EXERCISE AIM: Your answer should consist of each line below that includes the word "dueDate".

[Start of Attachment]

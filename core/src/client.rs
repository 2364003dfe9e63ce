//! Stateless HTTP request builder and response parser for the todo API.
//!
//! # Design
//! `TodoClient` holds only a `base_url`. Each operation is split into a
//! `build_*` method that produces an `HttpRequest` and a `parse_*` method
//! that consumes an `HttpResponse`. The caller executes the round-trip.
//!
//! All paths carry the trailing slash the service documents
//! (`/todos/`, `/todos/{id}/`, `/agenda/`).

use serde::de::DeserializeOwned;
use serde::Serialize;

use crate::error::ApiError;
use crate::http::{HttpMethod, HttpRequest, HttpResponse};
use crate::types::{CreateTodo, Todo, TodoFilter, UpdateTodo};

#[derive(Debug, Clone)]
pub struct TodoClient {
    base_url: String,
}

impl TodoClient {
    pub fn new(base_url: &str) -> Self {
        Self {
            base_url: base_url.trim_end_matches('/').to_string(),
        }
    }

    pub fn build_list_todos(&self, filter: &TodoFilter) -> Result<HttpRequest, ApiError> {
        let path = self.with_query("todos/", filter)?;
        Ok(HttpRequest::bare(HttpMethod::Get, path))
    }

    pub fn build_get_todo(&self, id: i64) -> HttpRequest {
        HttpRequest::bare(HttpMethod::Get, self.todo_path(id))
    }

    /// Todos due on `date`. The server validates and normalizes the date.
    pub fn build_agenda(&self, date: &str) -> Result<HttpRequest, ApiError> {
        let path = self.with_query("agenda/", &[("date", date)])?;
        Ok(HttpRequest::bare(HttpMethod::Get, path))
    }

    pub fn build_create_todo(&self, input: &CreateTodo) -> Result<HttpRequest, ApiError> {
        let body = to_json(input)?;
        Ok(HttpRequest::json(
            HttpMethod::Post,
            format!("{}/todos/", self.base_url),
            body,
        ))
    }

    pub fn build_update_todo(&self, id: i64, input: &UpdateTodo) -> Result<HttpRequest, ApiError> {
        let body = to_json(input)?;
        Ok(HttpRequest::json(HttpMethod::Put, self.todo_path(id), body))
    }

    pub fn build_delete_todo(&self, id: i64) -> HttpRequest {
        HttpRequest::bare(HttpMethod::Delete, self.todo_path(id))
    }

    pub fn parse_list_todos(&self, response: HttpResponse) -> Result<Vec<Todo>, ApiError> {
        from_json(check_status(response)?)
    }

    pub fn parse_get_todo(&self, response: HttpResponse) -> Result<Todo, ApiError> {
        from_json(check_status(response)?)
    }

    pub fn parse_agenda(&self, response: HttpResponse) -> Result<Vec<Todo>, ApiError> {
        from_json(check_status(response)?)
    }

    /// Returns the confirmation text, e.g. "Todo Successfully Added".
    pub fn parse_create_todo(&self, response: HttpResponse) -> Result<String, ApiError> {
        check_status(response)
    }

    /// Returns the confirmation text naming the updated field, e.g.
    /// "Status Updated".
    pub fn parse_update_todo(&self, response: HttpResponse) -> Result<String, ApiError> {
        check_status(response)
    }

    pub fn parse_delete_todo(&self, response: HttpResponse) -> Result<(), ApiError> {
        check_status(response).map(|_| ())
    }

    fn todo_path(&self, id: i64) -> String {
        format!("{}/todos/{id}/", self.base_url)
    }

    fn with_query<Q: Serialize + ?Sized>(&self, route: &str, query: &Q) -> Result<String, ApiError> {
        let query = serde_urlencoded::to_string(query)
            .map_err(|e| ApiError::SerializationError(e.to_string()))?;
        if query.is_empty() {
            Ok(format!("{}/{route}", self.base_url))
        } else {
            Ok(format!("{}/{route}?{query}", self.base_url))
        }
    }
}

fn to_json<T: Serialize>(value: &T) -> Result<String, ApiError> {
    serde_json::to_string(value).map_err(|e| ApiError::SerializationError(e.to_string()))
}

fn from_json<T: DeserializeOwned>(body: String) -> Result<T, ApiError> {
    serde_json::from_str(&body).map_err(|e| ApiError::DeserializationError(e.to_string()))
}

/// Map a response to its body, or to the matching `ApiError` variant.
fn check_status(response: HttpResponse) -> Result<String, ApiError> {
    match response.status {
        200 => Ok(response.body),
        400 => Err(ApiError::Rejected(response.body)),
        404 => Err(ApiError::NotFound),
        status => Err(ApiError::HttpError {
            status,
            body: response.body,
        }),
    }
}

#[cfg(test)]
mod tests {
    use super::*;

    fn client() -> TodoClient {
        TodoClient::new("http://localhost:3000")
    }

    const TODO_JSON: &str = r#"{"id":1,"todo":"Learn Rust","priority":"HIGH","status":"TO DO","category":"LEARNING","dueDate":"2024-02-15"}"#;

    #[test]
    fn build_list_todos_without_filters_has_no_query() {
        let req = client().build_list_todos(&TodoFilter::default()).unwrap();
        assert_eq!(req.method, HttpMethod::Get);
        assert_eq!(req.path, "http://localhost:3000/todos/");
        assert!(req.body.is_none());
        assert!(req.headers.is_empty());
    }

    #[test]
    fn build_list_todos_encodes_filters() {
        let filter = TodoFilter {
            search_q: Some("buy & sell".to_string()),
            status: Some("IN PROGRESS".to_string()),
            ..Default::default()
        };
        let req = client().build_list_todos(&filter).unwrap();
        assert_eq!(
            req.path,
            "http://localhost:3000/todos/?search_q=buy+%26+sell&status=IN+PROGRESS"
        );
    }

    #[test]
    fn build_get_and_delete_use_id_path() {
        let req = client().build_get_todo(42);
        assert_eq!(req.method, HttpMethod::Get);
        assert_eq!(req.path, "http://localhost:3000/todos/42/");

        let req = client().build_delete_todo(42);
        assert_eq!(req.method, HttpMethod::Delete);
        assert_eq!(req.path, "http://localhost:3000/todos/42/");
        assert!(req.body.is_none());
    }

    #[test]
    fn build_agenda_puts_date_in_query() {
        let req = client().build_agenda("2024/02/15").unwrap();
        assert_eq!(req.path, "http://localhost:3000/agenda/?date=2024%2F02%2F15");
    }

    #[test]
    fn build_create_todo_sends_camel_case_json() {
        let input = CreateTodo {
            id: 3,
            todo: "Walk dog".to_string(),
            priority: "LOW".to_string(),
            status: "TO DO".to_string(),
            category: "HOME".to_string(),
            due_date: "2024-02-15".to_string(),
        };
        let req = client().build_create_todo(&input).unwrap();
        assert_eq!(req.method, HttpMethod::Post);
        assert_eq!(req.path, "http://localhost:3000/todos/");
        assert_eq!(
            req.headers,
            vec![("content-type".to_string(), "application/json".to_string())]
        );
        let body: serde_json::Value = serde_json::from_str(req.body.as_deref().unwrap()).unwrap();
        assert_eq!(body["dueDate"], "2024-02-15");
        assert!(body.get("due_date").is_none());
    }

    #[test]
    fn build_update_todo_omits_unset_fields() {
        let input = UpdateTodo {
            status: Some("DONE".to_string()),
            ..Default::default()
        };
        let req = client().build_update_todo(5, &input).unwrap();
        assert_eq!(req.method, HttpMethod::Put);
        assert_eq!(req.path, "http://localhost:3000/todos/5/");
        let body: serde_json::Value = serde_json::from_str(req.body.as_deref().unwrap()).unwrap();
        assert_eq!(body, serde_json::json!({"status": "DONE"}));
    }

    #[test]
    fn parse_get_todo_success() {
        let todo = client().parse_get_todo(HttpResponse::new(200, TODO_JSON)).unwrap();
        assert_eq!(todo.id, 1);
        assert_eq!(todo.due_date, "2024-02-15");
    }

    #[test]
    fn parse_list_todos_rejected_carries_message() {
        let err = client()
            .parse_list_todos(HttpResponse::new(400, "Invalid Todo Status"))
            .unwrap_err();
        assert!(matches!(err, ApiError::Rejected(ref m) if m == "Invalid Todo Status"));
    }

    #[test]
    fn parse_get_todo_not_found() {
        let err = client()
            .parse_get_todo(HttpResponse::new(404, "Todo Not Found"))
            .unwrap_err();
        assert!(matches!(err, ApiError::NotFound));
    }

    #[test]
    fn parse_update_todo_returns_message() {
        let message = client()
            .parse_update_todo(HttpResponse::new(200, "Status Updated"))
            .unwrap();
        assert_eq!(message, "Status Updated");
    }

    #[test]
    fn parse_create_todo_server_error() {
        let err = client()
            .parse_create_todo(HttpResponse::new(500, "Internal Server Error"))
            .unwrap_err();
        assert!(matches!(err, ApiError::HttpError { status: 500, .. }));
    }

    #[test]
    fn parse_agenda_bad_json() {
        let err = client()
            .parse_agenda(HttpResponse::new(200, "not json"))
            .unwrap_err();
        assert!(matches!(err, ApiError::DeserializationError(_)));
    }

    #[test]
    fn trailing_slash_is_stripped() {
        let client = TodoClient::new("http://localhost:3000/");
        assert_eq!(client.build_get_todo(1).path, "http://localhost:3000/todos/1/");
    }
}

[End of Attachment]

ANSWER SECTION:
    const TODO_JSON: &str = r#"{"id":1,"todo":"Learn Rust","priority":"HIGH","status":"TO DO","category":"LEARNING","dueDate":"2024-02-15"}"#;
        assert_eq!(body["dueDate"], "2024-02-15");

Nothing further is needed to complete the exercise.